Receipt Caker is built for lawful, honest purposes: itemizing a real purchase for expenses or reimbursement, replacing a lost receipt for a genuine transaction, bookkeeping, testing software, and building mockups. Every receipt it produces is generic and does not copy or imitate the branding or exact layout of any real company.

Using an itemized receipt to fabricate items, inflate a claim, or deceive an employer, insurer, or tax authority is illegal and violates our terms of service. Only itemize purchases that genuinely took place, and keep each line truthful to what was actually bought.

Frequently asked questions

Is the itemized receipt maker free?
Yes. Receipt Caker lets you build and download unlimited itemized receipts as PNG files for free, with no account required. Upgrading to Pro removes the small watermark and unlocks PDF export and logo uploads.
What is the difference between an itemized and a regular receipt?
A regular receipt often shows only a merchant, date, and total, while an itemized receipt lists each product or service on its own line with a description, quantity, and price.

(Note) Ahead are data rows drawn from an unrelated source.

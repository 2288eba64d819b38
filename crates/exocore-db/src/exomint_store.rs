//! `x/exomint` persistence.

use async_trait::async_trait;
use exocore_types::MintHistory;

use crate::error::DbError;
use crate::pg_store::{PgStore, int};

/// Operations on `x/exomint` records.
#[async_trait]
pub trait ExomintStore: Send + Sync {
    /// Save module params if `height` is not older than the stored height.
    async fn save_exomint_params(&self, params: &serde_json::Value, height: i64)
    -> Result<(), DbError>;

    /// Stored params and the height they were saved at.
    async fn get_exomint_params(&self) -> Result<Option<(serde_json::Value, i64)>, DbError>;

    /// Record a mint. A second mint for the same epoch replaces the first.
    async fn append_mint_history(&self, history: &MintHistory) -> Result<(), DbError>;

    /// Mint recorded for an epoch.
    async fn get_mint_history(
        &self,
        epoch_id: &str,
        epoch_number: i64,
    ) -> Result<Option<MintHistory>, DbError>;
}

#[derive(sqlx::FromRow)]
struct MintRow {
    block_height: i64,
    quantity_minted: String,
    epoch_id: String,
    epoch_number: i64,
    denom: String,
}

#[async_trait]
impl ExomintStore for PgStore {
    async fn save_exomint_params(
        &self,
        params: &serde_json::Value,
        height: i64,
    ) -> Result<(), DbError> {
        sqlx::query(
            r"INSERT INTO exomint_params (one_row_id, params, height)
              VALUES (TRUE, $1::JSONB, $2)
              ON CONFLICT (one_row_id) DO UPDATE
              SET params = EXCLUDED.params, height = EXCLUDED.height
              WHERE exomint_params.height <= EXCLUDED.height",
        )
        .bind(params.to_string())
        .bind(height)
        .execute(self.pool())
        .await?;
        Ok(())
    }

    async fn get_exomint_params(&self) -> Result<Option<(serde_json::Value, i64)>, DbError> {
        let row: Option<(String, i64)> =
            sqlx::query_as("SELECT params::TEXT, height FROM exomint_params")
                .fetch_optional(self.pool())
                .await?;
        row.map(|(raw, height)| Ok((serde_json::from_str(&raw)?, height)))
            .transpose()
    }

    async fn append_mint_history(&self, history: &MintHistory) -> Result<(), DbError> {
        sqlx::query(
            r"INSERT INTO exomint_history (block_height, quantity_minted, epoch_id, epoch_number, denom)
              VALUES ($1, $2::NUMERIC, $3, $4, $5)
              ON CONFLICT (epoch_id, epoch_number) DO UPDATE
              SET block_height = EXCLUDED.block_height,
                  quantity_minted = EXCLUDED.quantity_minted,
                  denom = EXCLUDED.denom",
        )
        .bind(history.block_height)
        .bind(history.quantity_minted.to_string())
        .bind(&history.epoch_id)
        .bind(history.epoch_number)
        .bind(&history.denom)
        .execute(self.pool())
        .await?;
        Ok(())
    }

    async fn get_mint_history(
        &self,
        epoch_id: &str,
        epoch_number: i64,
    ) -> Result<Option<MintHistory>, DbError> {
        let row = sqlx::query_as::<_, MintRow>(
            r"SELECT block_height, quantity_minted::TEXT AS quantity_minted, epoch_id, epoch_number, denom
              FROM exomint_history WHERE epoch_id = $1 AND epoch_number = $2",
        )
        .bind(epoch_id)
        .bind(epoch_number)
        .fetch_optional(self.pool())
        .await?;
        row.map(|r| {
            Ok(MintHistory {
                block_height: r.block_height,
                quantity_minted: int(&r.quantity_minted)?,
                epoch_id: r.epoch_id,
                epoch_number: r.epoch_number,
                denom: r.denom,
            })
        })
        .transpose()
    }
}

Itemization makes clear exactly what was bought, which is what most claims and reviewers require.
Can I use an itemized receipt for an HSA or FSA claim?
An itemized receipt is the type of document most HSA and FSA administrators ask for, because it shows each item and its price. Receipt Caker helps you produce a clear, legible record, but it must accurately reflect a real, eligible purchase you actually made.
How many line items can I add?
There is no fixed limit. You can add as many lines as your purchase needs, each with its own description, quantity, and price, and the builder keeps the subtotal, tax, and total in sync automatically as you edit.
Does the receipt copy a specific brand's format?
No. Receipt Caker produces generic, customizable itemized receipts and does not imitate the branding or exact layout of any real company. You supply your own details, so the document represents your transaction rather than a copy of a brand's receipt.
Is it legal to make an itemized receipt?
Yes, when the receipt reflects a real transaction and each line is truthful to what was bought. It becomes illegal only if you use it to invent items, inflate a claim, or deceive someone, which violates our terms of service.